YOUR SOLIN GENERATED RECIPE
Crispy Salmon Cakes with Lemon-Herb Zucchini Noodles
Enjoy these savory salmon cakes featuring tender, flaky wild-caught salmon combined with egg whites and almond flour for a light crust. Paired with refreshingly zesty lemon-herb zucchini noodles, this dish delivers a crisp texture, vibrant flavor, and a balanced nutritional profile ideal for a healthy, satisfying meal.
INGREDIENTS
4 oz Salmon Fillet
2 large Egg Whites
2 Tbsp Almond Flour
1 medium Zucchini
1 Tbsp Olive Oil
1 Lemon (zest and juice)
2 Tbsp Fresh Parsley (chopped)
Salt and Pepper to taste
PREPARATION
Begin by preheating a non-stick skillet over medium heat with olive oil.
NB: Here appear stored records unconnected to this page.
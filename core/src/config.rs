//! Client configuration and the header tables derived from it.
//!
//! # Design
//! `ClientConfig` is plain data fixed at construction. The functions
//! [`auth_headers`] and [`content_type_headers`] are pure: they turn a
//! configuration into the header pairs the client seeds its `HeaderSet`
//! with, auth first and content type second.

use base64::engine::general_purpose::STANDARD;
use base64::Engine;

/// Payload format advertised through `Accept` / `Content-Type`.
#[derive(Debug, Clone, Copy, Default, PartialEq, Eq)]
pub enum ContentType {
    #[default]
    Json,
    Xml,
    UrlEncoded,
}

impl ContentType {
    /// Map a loose tag (`"JSON"`, `"XML"`, `"URL"`) to a content type.
    /// Unrecognised tags fall back to JSON.
    pub fn from_tag(tag: &str) -> Self {
        match tag.trim().to_ascii_uppercase().as_str() {
            "XML" => ContentType::Xml,
            "URL" | "URLENCODED" => ContentType::UrlEncoded,
            _ => ContentType::Json,
        }
    }
}

/// How requests authenticate.
#[derive(Debug, Clone, Copy, Default, PartialEq, Eq)]
pub enum AuthScheme {
    Basic,
    Bearer,
    #[default]
    None,
}

impl AuthScheme {
    /// Map a loose tag (`"BASIC"`, `"BEARER"`) to a scheme.
    /// Anything else means no static credentials.
    pub fn from_tag(tag: &str) -> Self {
        match tag.trim().to_ascii_uppercase().as_str() {
            "BASIC" => AuthScheme::Basic,
            "BEARER" => AuthScheme::Bearer,
            _ => AuthScheme::None,
        }
    }
}

/// Challenge negotiation the transport is allowed to perform.
///
/// `UreqTransport` performs no challenge negotiation, so this value
/// records intent only. Credentials reach the server solely through the
/// static `Authorization` header.
#[derive(Debug, Clone, Copy, PartialEq, Eq)]
pub enum AuthMode {
    /// Only HTTP Basic may be negotiated.
    Basic,
    /// Any scheme the server offers may be negotiated.
    Any,
    /// No negotiation; credentials, if any, travel in a static header.
    None,
}

#[derive(Debug, Clone, Default, PartialEq, Eq)]
pub struct ClientConfig {
    pub base_url: String,
    pub content_type: ContentType,
    pub api_version: Option<String>,
    pub auth: AuthScheme,
    pub public_key: Option<String>,
    pub private_key: Option<String>,
}

impl ClientConfig {
    pub fn new(base_url: impl Into<String>) -> Self {
        Self {
            base_url: base_url.into(),
            ..Self::default()
        }
    }

    pub fn with_content_type(mut self, content_type: ContentType) -> Self {
        self.content_type = content_type;
        self
    }

    pub fn with_api_version(mut self, version: impl Into<String>) -> Self {
        self.api_version = Some(version.into());
        self
    }

    pub fn with_auth(mut self, auth: AuthScheme) -> Self {
        self.auth = auth;
        self
    }

    pub fn with_keys(mut self, public_key: impl Into<String>, private_key: impl Into<String>) -> Self {
        self.public_key = Some(public_key.into());
        self.private_key = Some(private_key.into());
        self
    }

    pub fn with_private_key(mut self, private_key: impl Into<String>) -> Self {
        self.private_key = Some(private_key.into());
        self
    }
}

/// Headers and negotiation mode for an authentication scheme.
///
/// An empty private key counts as absent. Basic without a private key adds
/// no header and leaves Basic negotiation to the transport.
pub fn auth_headers(
    scheme: AuthScheme,
    public_key: Option<&str>,
    private_key: Option<&str>,
) -> (Vec<(String, String)>, AuthMode) {
    let private_key = private_key.filter(|k| !k.is_empty());
    match scheme {
        AuthScheme::Basic => {
            let headers = match private_key {
                Some(private_key) => {
                    let credentials = format!("{}:{private_key}", public_key.unwrap_or_default());
                    vec![(
                        "Authorization".to_string(),
                        format!("Basic {}", STANDARD.encode(credentials)),
                    )]
                }
                None => Vec::new(),
            };
            (headers, AuthMode::Basic)
        }
        AuthScheme::Bearer => (
            vec![(
                "Authorization".to_string(),
                format!("Bearer {}", private_key.unwrap_or_default()),
            )],
            AuthMode::None,
        ),
        AuthScheme::None => (Vec::new(), AuthMode::Any),
    }
}

/// `Accept` / `Content-Type` pairs for a content type.
///
/// The JSON `Accept` header gets a `; version=<v>` suffix only when the
/// trimmed version is non-empty.
pub fn content_type_headers(content_type: ContentType, version: Option<&str>) -> Vec<(String, String)> {
    match content_type {
        ContentType::Xml => vec![
            ("Accept".to_string(), "application/xml".to_string()),
            ("Content-Type".to_string(), "application/xml".to_string()),
        ],
        ContentType::UrlEncoded => vec![(
            "Content-Type".to_string(),
            "application/x-www-form-urlencoded".to_string(),
        )],
        ContentType::Json => {
            let accept = match version.map(str::trim).filter(|v| !v.is_empty()) {
                Some(v) => format!("application/json; version={v}"),
                None => "application/json".to_string(),
            };
            vec![
                ("Accept".to_string(), accept),
                ("Content-Type".to_string(), "application/json".to_string()),
            ]
        }
    }
}
//! Hand-built `multipart/form-data` bodies.
//!
//! Parts are written in insertion order with CRLF line endings. Each part
//! opens with `--<boundary>` and the body closes with `--<boundary>--`.

use uuid::Uuid;

const EOL: &[u8] = b"\r\n";

#[derive(Debug, Clone, PartialEq, Eq)]
pub enum FormPart {
    /// A plain `name=value` field.
    Field(String),
    /// A file upload sent with `Content-Transfer-Encoding: binary`.
    File {
        filename: String,
        content: Vec<u8>,
        mime: String,
    },
}

/// Ordered list of named form parts.
#[derive(Debug, Clone, Default, PartialEq, Eq)]
pub struct Form {
    parts: Vec<(String, FormPart)>,
}

impl Form {
    pub fn new() -> Self {
        Self::default()
    }

    pub fn text(mut self, name: impl Into<String>, value: impl Into<String>) -> Self {
        self.parts.push((name.into(), FormPart::Field(value.into())));
        self
    }

    pub fn file(
        mut self,
        name: impl Into<String>,
        filename: impl Into<String>,
        content: impl Into<Vec<u8>>,
        mime: impl Into<String>,
    ) -> Self {
        self.parts.push((
            name.into(),
            FormPart::File {
                filename: filename.into(),
                content: content.into(),
                mime: mime.into(),
            },
        ));
        self
    }

    pub fn parts(&self) -> &[(String, FormPart)] {
        &self.parts
    }

    pub fn is_empty(&self) -> bool {
        self.parts.is_empty()
    }

    /// Encode all parts, delimited by `boundary`.
    pub fn encode(&self, boundary: &str) -> Vec<u8> {
        let mut body = Vec::new();
        for (name, part) in &self.parts {
            body.extend_from_slice(b"--");
            body.extend_from_slice(boundary.as_bytes());
            body.extend_from_slice(EOL);
            match part {
                FormPart::File {
                    filename,
                    content,
                    mime,
                } => {
                    body.extend_from_slice(
                        format!("Content-Disposition: form-data; name=\"{name}\"; filename=\"{filename}\"")
                            .as_bytes(),
                    );
                    body.extend_from_slice(EOL);
                    body.extend_from_slice(format!("Content-Type: {mime}").as_bytes());
                    body.extend_from_slice(EOL);
                    body.extend_from_slice(b"Content-Transfer-Encoding: binary");
                    body.extend_from_slice(EOL);
                    body.extend_from_slice(EOL);
                    body.extend_from_slice(content);
                    body.extend_from_slice(EOL);
                }
                FormPart::Field(value) => {
                    body.extend_from_slice(format!("Content-Disposition: form-data; name=\"{name}\"").as_bytes());
                    body.extend_from_slice(EOL);
                    body.extend_from_slice(EOL);
                    body.extend_from_slice(value.as_bytes());
                    body.extend_from_slice(EOL);
                }
            }
        }
        body.extend_from_slice(b"--");
        body.extend_from_slice(boundary.as_bytes());
        body.extend_from_slice(b"--");
        body.extend_from_slice(EOL);
        body
    }
}

/// A fresh boundary token, unique per call.
pub fn boundary() -> String {
    format!("-------------{}", Uuid::new_v4().simple())
}
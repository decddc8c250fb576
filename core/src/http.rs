//! HTTP transport types for the host-does-IO pattern.
//!
//! # Design
//! These types describe HTTP requests and responses as plain data. The
//! client builds `HttpRequest` values up front and hands them to a
//! [`Transport`](crate::transport::Transport), which performs the actual
//! network exchange and reports back an `HttpResponse`. Keeping requests as
//! data lets every verb operation be inspected without a network.
//!
//! Bodies are raw bytes because multipart uploads may carry binary file
//! content and downloads may return it.

use std::borrow::Cow;

use crate::error::ClientError;

/// HTTP method for a request.
#[derive(Debug, Clone, Copy, PartialEq, Eq)]
pub enum HttpMethod {
    Get,
    Post,
    Put,
    Patch,
    Delete,
}

impl HttpMethod {
    pub fn as_str(&self) -> &'static str {
        match self {
            HttpMethod::Get => "GET",
            HttpMethod::Post => "POST",
            HttpMethod::Put => "PUT",
            HttpMethod::Patch => "PATCH",
            HttpMethod::Delete => "DELETE",
        }
    }
}

/// An HTTP request described as plain data.
///
/// Built by `RestClient::build_*` methods. `url` is already the full target
/// (base URL, path and any pre-encoded query suffix).
#[derive(Debug, Clone)]
pub struct HttpRequest {
    pub method: HttpMethod,
    pub url: String,
    pub headers: Vec<(String, String)>,
    pub body: Option<Vec<u8>>,
}

impl HttpRequest {
    /// Look up a header value by name, ignoring ASCII case.
    pub fn header(&self, name: &str) -> Option<&str> {
        self.headers
            .iter()
            .find(|(k, _)| k.eq_ignore_ascii_case(name))
            .map(|(_, v)| v.as_str())
    }

    /// The body decoded as UTF-8, lossily.
    pub fn body_text(&self) -> Option<Cow<'_, str>> {
        self.body.as_deref().map(String::from_utf8_lossy)
    }
}

/// An HTTP response described as plain data.
#[derive(Debug, Clone)]
pub struct HttpResponse {
    pub status: u16,
    pub headers: Vec<(String, String)>,
    pub body: Vec<u8>,
}

impl HttpResponse {
    pub fn is_success(&self) -> bool {
        (200..300).contains(&self.status)
    }

    /// The body decoded as UTF-8, lossily.
    pub fn text(&self) -> Cow<'_, str> {
        String::from_utf8_lossy(&self.body)
    }

    pub fn header(&self, name: &str) -> Option<&str> {
        self.headers
            .iter()
            .find(|(k, _)| k.eq_ignore_ascii_case(name))
            .map(|(_, v)| v.as_str())
    }

    /// Turn a non-2xx status into `ClientError::Status`.
    pub fn error_for_status(self) -> Result<Self, ClientError> {
        if self.is_success() {
            return Ok(self);
        }
        Err(ClientError::Status {
            status: self.status,
            body: self.text().into_owned(),
        })
    }
}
In a bowl, flake the salmon fillet and mix with egg whites, almond flour, chopped fresh parsley, lemon zest, salt, and pepper until well combined.
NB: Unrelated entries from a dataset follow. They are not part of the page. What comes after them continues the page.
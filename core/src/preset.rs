//! Named client presets.
//!
//! Each variant maps to a fixed `ClientConfig`. Adding a target API means
//! adding a variant and its tags here.

use std::str::FromStr;

use crate::config::{AuthScheme, ClientConfig, ContentType};

#[derive(Debug, Clone, Copy, PartialEq, Eq)]
pub enum Preset {
    /// Public Final Fantasy XIV game-data API. JSON, no credentials.
    Xivapi,
}

impl Preset {
    pub const ALL: &'static [Preset] = &[Preset::Xivapi];

    pub fn tags(&self) -> &'static [&'static str] {
        match self {
            Preset::Xivapi => &["ff14", "xivapi"],
        }
    }

    pub fn config(&self) -> ClientConfig {
        match self {
            Preset::Xivapi => ClientConfig::new("https://xivapi.com")
                .with_content_type(ContentType::Json)
                .with_auth(AuthScheme::None),
        }
    }
}

#[derive(Debug, Clone, PartialEq, Eq, thiserror::Error)]
#[error("unknown preset tag: {0:?}")]
pub struct UnknownPreset(pub String);

impl FromStr for Preset {
    type Err = UnknownPreset;

    fn from_str(s: &str) -> Result<Self, Self::Err> {
        let tag = s.trim();
        Preset::ALL
            .iter()
            .copied()
            .find(|preset| preset.tags().iter().any(|t| t.eq_ignore_ascii_case(tag)))
            .ok_or_else(|| UnknownPreset(s.to_string()))
    }
}
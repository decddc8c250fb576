use std::process::ExitCode;

use clap::Parser;
use rest_core::RestClient;
use tracing_subscriber::EnvFilter;
use xivapi_demo::{lookup_character, override_config, DEFAULT_NAME, DEFAULT_SERVER};

/// Print a character's active class, level and avatar from XIVAPI.
#[derive(Parser)]
#[command(name = "xivapi-demo")]
struct Cli {
    /// Character name, as shown in game
    #[arg(default_value = DEFAULT_NAME)]
    name: String,

    /// Home world of the character
    #[arg(long, default_value = DEFAULT_SERVER)]
    server: String,

    /// Override the API base URL (e.g. a local mock server)
    #[arg(long)]
    base_url: Option<String>,

    /// Send this key as a Bearer token
    #[arg(long)]
    token: Option<String>,
}

fn main() -> ExitCode {
    tracing_subscriber::fmt()
        .with_env_filter(EnvFilter::try_from_default_env().unwrap_or_else(|_| EnvFilter::new("warn")))
        .with_writer(std::io::stderr)
        .init();

    let cli = Cli::parse();
    let mut client = match cli.base_url {
        Some(base_url) => RestClient::new(override_config(base_url, cli.token.as_deref())),
        None => match RestClient::create("ff14", cli.token.as_deref()) {
            Some(client) => client,
            None => {
                eprintln!("error: no client preset for ff14");
                return ExitCode::FAILURE;
            }
        },
    };

    match lookup_character(&mut client, &cli.name, &cli.server) {
        Ok(summary) => {
            println!("{summary}");
            ExitCode::SUCCESS
        }
        Err(err) => {
            eprintln!("error: {err}");
            ExitCode::FAILURE
        }
    }
}
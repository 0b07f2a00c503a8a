//! Calendar access resolution.

use std::sync::Arc;

use crate::error::CalendarError;
use crate::store::CalendarStore;
use crate::types::AuthorizationStatus;

/// Outcome of an access check.
#[derive(Debug, Clone, PartialEq, Eq)]
pub enum AccessDecision {
    Granted,
    /// Denied or restricted, either up front or by the user's answer.
    Denied,
}

/// Resolves calendar permission before any store read.
///
/// Each call to [`AccessGate::ensure_access`] issues at most one access
/// request, so a single refresh never prompts the user twice.
#[derive(Clone)]
pub struct AccessGate {
    store: Arc<dyn CalendarStore>,
}

impl AccessGate {
    pub fn new(store: Arc<dyn CalendarStore>) -> Self {
        Self { store }
    }

    /// Check the current status and request access when it is undetermined.
    ///
    /// # Errors
    /// Returns `AccessRequestFailed` when the request itself fails.
    pub async fn ensure_access(&self) -> Result<AccessDecision, CalendarError> {
        let status = self.store.authorization_status();
        tracing::debug!("Calendar authorization status: {:?}", status);

        match status {
            AuthorizationStatus::FullAccess => Ok(AccessDecision::Granted),
            AuthorizationStatus::Denied | AuthorizationStatus::Restricted => {
                tracing::warn!("Calendar access denied or restricted");
                Ok(AccessDecision::Denied)
            }
            AuthorizationStatus::NotDetermined => {
                tracing::info!("Calendar access not determined yet, requesting it");
                self.request().await
            }
            AuthorizationStatus::WriteOnly => {
                tracing::warn!("Only write access granted, requesting full access");
                self.request().await
            }
        }
    }

    async fn request(&self) -> Result<AccessDecision, CalendarError> {
        match self.store.request_access().await {
            Ok(true) => {
                tracing::info!("Calendar access granted");
                Ok(AccessDecision::Granted)
            }
            Ok(false) => {
                tracing::warn!("Calendar access denied by the user");
                Ok(AccessDecision::Denied)
            }
            Err(e) => {
                tracing::error!(error = ?e, "Calendar access request failed: {}", e);
                let detail = match e {
                    CalendarError::AccessRequestFailed(detail) => detail,
                    other => other.to_string(),
                };
                Err(CalendarError::AccessRequestFailed(detail))
            }
        }
    }
}
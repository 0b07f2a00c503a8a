use std::sync::Arc;

use reportbuddy_calendar::{
    CalendarService, CalendarStore, Clock, JsonSettingsStore, SettingsStore, SnapshotStore,
    SystemClock,
};
use reportbuddy_services::{
    compose_report, ComposedEmail, EmailTemplate, MailLauncher, SystemMailLauncher, UpdateChecker,
    UpdateInfo,
};

use crate::error::{AppError, ConfigError};
use crate::{Config, VERSION};

/// Application root: owns the config and every service, wired together.
pub struct App {
    config: Arc<Config>,
    calendar: CalendarService,
    updates: Option<UpdateChecker>,
    mailer: Arc<dyn MailLauncher>,
    clock: Arc<dyn Clock>,
}

impl App {
    /// Build the application from the calendar export and settings named in `config`.
    ///
    /// Must be called from within a tokio runtime.
    ///
    /// # Errors
    /// Returns `ConfigError` if the calendar export is missing or unreadable.
    pub fn new(config: Config) -> Result<Self, AppError> {
        let snapshot_path = &config.calendar.snapshot_path;
        if !snapshot_path.exists() {
            return Err(ConfigError::NotFound(snapshot_path.display().to_string()).into());
        }
        let store = SnapshotStore::open(snapshot_path)
            .map_err(|e| ConfigError::ParseError(format!("{:#}", e)))?;
        let settings_store = JsonSettingsStore::in_dir(&config.config_dir);

        Ok(Self::with_parts(
            config,
            Arc::new(store),
            Arc::new(settings_store),
            Arc::new(SystemClock),
            Arc::new(SystemMailLauncher),
        ))
    }

    /// Build the application around explicit collaborators.
    ///
    /// Must be called from within a tokio runtime.
    pub fn with_parts(
        config: Config,
        store: Arc<dyn CalendarStore>,
        settings_store: Arc<dyn SettingsStore>,
        clock: Arc<dyn Clock>,
        mailer: Arc<dyn MailLauncher>,
    ) -> Self {
        let updates = if config.updates.enabled {
            match UpdateChecker::new(
                &config.updates.api_base_url,
                config.updates.repository.clone(),
                VERSION,
            ) {
                Ok(checker) => Some(checker),
                Err(e) => {
                    tracing::warn!("Update checks disabled: {}", e);
                    None
                }
            }
        } else {
            None
        };

        let calendar = CalendarService::spawn(store, settings_store, clock.clone());

        Self {
            config: Arc::new(config),
            calendar,
            updates,
            mailer,
            clock,
        }
    }

    pub fn config(&self) -> &Config {
        &self.config
    }

    pub fn calendar(&self) -> &CalendarService {
        &self.calendar
    }

    /// Latest release if newer than this build. `Ok(None)` when update checks are disabled.
    ///
    /// # Errors
    /// Returns `AppError::Update` if the release could not be fetched. Callers log it
    /// and carry on.
    pub async fn check_for_updates(&self) -> Result<Option<UpdateInfo>, AppError> {
        let Some(checker) = self.updates.as_ref() else {
            return Ok(None);
        };
        Ok(checker.check_for_updates().await?)
    }

    /// Compose the report email from the current settings and events.
    ///
    /// # Errors
    /// Returns the calendar error that prevents an export.
    pub async fn compose_report(&self) -> Result<ComposedEmail, AppError> {
        let events = self.calendar.export().await?;
        let settings = self.calendar.snapshot().settings;
        Ok(compose_report(
            &events,
            &EmailTemplate::from(&settings),
            self.clock.now(),
        ))
    }

    /// Compose the report and hand it to the mail client.
    ///
    /// # Errors
    /// Returns an error if the export fails or the mail client cannot be opened.
    pub async fn send_report(&self) -> Result<ComposedEmail, AppError> {
        let email = self.compose_report().await?;
        self.mailer.launch(&email)?;
        tracing::info!("Report with subject {:?} handed to mail client", email.subject);
        Ok(email)
    }

    /// Shutdown the application and all services
    pub fn shutdown(&self) {
        tracing::info!("Shutting down application");
        self.calendar.shutdown();
    }
}
//! View state machine for the calendar service.
//!
//! Drives what the UI shows and whether the filter pipeline may run.

/// Instructions shown when the user has denied calendar access.
pub const UNAUTHORIZED_MESSAGE: &str = "Calendar access denied.\n\n\
To grant access:\n\
1. Open System Settings\n\
2. Go to Privacy & Security > Calendars\n\
3. Enable \"Full calendar access\" for ReportBuddy\n\
4. Restart the application";

#[derive(Debug, Clone, PartialEq, Eq, Default)]
pub enum ViewState {
    #[default]
    Initial,
    Loading,
    Authorized,
    Unauthorized,
    Error(String),
}

impl ViewState {
    /// Text to show for states that carry one.
    pub fn message(&self) -> Option<&str> {
        match self {
            ViewState::Error(message) => Some(message),
            ViewState::Unauthorized => Some(UNAUTHORIZED_MESSAGE),
            _ => None,
        }
    }

    pub fn is_authorized(&self) -> bool {
        matches!(self, ViewState::Authorized)
    }

    /// True once no work is pending: authorized, unauthorized or failed.
    pub fn is_settled(&self) -> bool {
        matches!(
            self,
            ViewState::Authorized | ViewState::Unauthorized | ViewState::Error(_)
        )
    }

    /// True if a reset may restart the authorization sequence.
    pub fn can_reset(&self) -> bool {
        matches!(self, ViewState::Unauthorized | ViewState::Error(_))
    }

    /// State after a reset request. Other states are left untouched.
    pub fn on_reset(self) -> Self {
        if self.can_reset() {
            ViewState::Initial
        } else {
            self
        }
    }

    /// State after the user dismisses an error.
    pub fn on_clear_error(self) -> Self {
        match self {
            ViewState::Error(_) => ViewState::Authorized,
            other => other,
        }
    }
}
Form the mixture into compact patties, about the size of your palm.
Place the patties in the skillet and cook for 3-4 minutes on each side, or until they develop a crispy golden crust and are heated through.
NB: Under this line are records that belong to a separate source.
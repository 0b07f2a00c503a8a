//! Event filtering: calendar selection, deduplication, all-day and keyword
//! filters, ordering.
//!
//! Everything here is pure so it can run on the service's owning task without
//! touching the store.

use std::cmp::Ordering;
use std::collections::HashSet;

use crate::settings::Settings;
use crate::types::{CalendarRef, Event};

/// Keep reportable calendars and order them by source, then title.
pub fn reportable_calendars(calendars: Vec<CalendarRef>) -> Vec<CalendarRef> {
    let mut calendars: Vec<CalendarRef> =
        calendars.into_iter().filter(CalendarRef::is_reportable).collect();
    calendars.sort_by(|a, b| {
        standard_compare(&a.source_title, &b.source_title)
            .then_with(|| standard_compare(&a.title, &b.title))
    });
    calendars
}

/// Identifiers of available calendars the user has selected, in display order.
pub fn selected_calendar_ids(calendars: &[CalendarRef], settings: &Settings) -> Vec<String> {
    calendars
        .iter()
        .filter(|c| settings.selected_calendar_ids.contains(&c.id))
        .map(|c| c.id.clone())
        .collect()
}

/// Drop repeated occurrences of the same event, keeping the first one seen.
///
/// Two events are the same when identifier and start instant match. Events
/// without an identifier get a fresh placeholder, so they are never merged.
pub fn dedupe(events: Vec<Event>) -> Vec<Event> {
    let mut seen = HashSet::with_capacity(events.len());
    events
        .into_iter()
        .filter(|event| {
            let id = event
                .id
                .clone()
                .unwrap_or_else(|| uuid::Uuid::new_v4().to_string());
            seen.insert(format!("{}_{}", id, event.start.timestamp_millis()))
        })
        .collect()
}

/// Case-insensitive substring match of any keyword against the title.
///
/// `keywords` must already be lowercased. An empty keyword set matches
/// nothing, and untitled events never match.
pub fn matches_keywords(title: Option<&str>, keywords: &HashSet<String>) -> bool {
    let Some(title) = title else {
        return false;
    };
    if keywords.is_empty() {
        return false;
    }
    let title = title.to_lowercase();
    keywords.iter().any(|k| title.contains(k.as_str()))
}

/// Dedupe, filter and sort raw store output.
pub fn filter_events(
    raw: Vec<Event>,
    only_all_day: bool,
    keywords: &HashSet<String>,
) -> Vec<Event> {
    let fetched = raw.len();
    let mut events: Vec<Event> = dedupe(raw)
        .into_iter()
        .filter(|e| !only_all_day || e.all_day)
        .filter(|e| matches_keywords(e.title.as_deref(), keywords))
        .collect();
    // stable: equal starts keep dedupe order
    events.sort_by_key(|e| e.start);

    tracing::debug!("Filtered {} unique events from {} fetched", events.len(), fetched);
    events
}

/// Case-insensitive comparison that orders embedded digit runs numerically,
/// so "Project 2" sorts before "Project 10".
pub fn standard_compare(a: &str, b: &str) -> Ordering {
    let mut left = a.chars().peekable();
    let mut right = b.chars().peekable();

    loop {
        match (left.peek().copied(), right.peek().copied()) {
            (None, None) => return a.cmp(b),
            (None, Some(_)) => return Ordering::Less,
            (Some(_), None) => return Ordering::Greater,
            (Some(l), Some(r)) if l.is_ascii_digit() && r.is_ascii_digit() => {
                let ln = take_number(&mut left);
                let rn = take_number(&mut right);
                let ord = ln
                    .trim_start_matches('0')
                    .len()
                    .cmp(&rn.trim_start_matches('0').len())
                    .then_with(|| ln.trim_start_matches('0').cmp(rn.trim_start_matches('0')));
                if ord != Ordering::Equal {
                    return ord;
                }
            }
            (Some(l), Some(r)) => {
                let ord = l.to_lowercase().cmp(r.to_lowercase());
                if ord != Ordering::Equal {
                    return ord;
                }
                left.next();
                right.next();
            }
        }
    }
}

fn take_number(chars: &mut std::iter::Peekable<std::str::Chars<'_>>) -> String {
    let mut digits = String::new();
    while let Some(c) = chars.peek().copied() {
        if !c.is_ascii_digit() {
            break;
        }
        digits.push(c);
        chars.next();
    }
    digits
}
While the salmon cakes are cooking, spiralize the zucchini to create noodles. Lightly toss the zucchini noodles with a little lemon juice, additional chopped parsley if desired, and a pinch of salt.
Plate the lemon-herb zucchini noodles and top with the crispy salmon cakes. Garnish with a drizzle of extra lemon juice if desired, and serve immediately.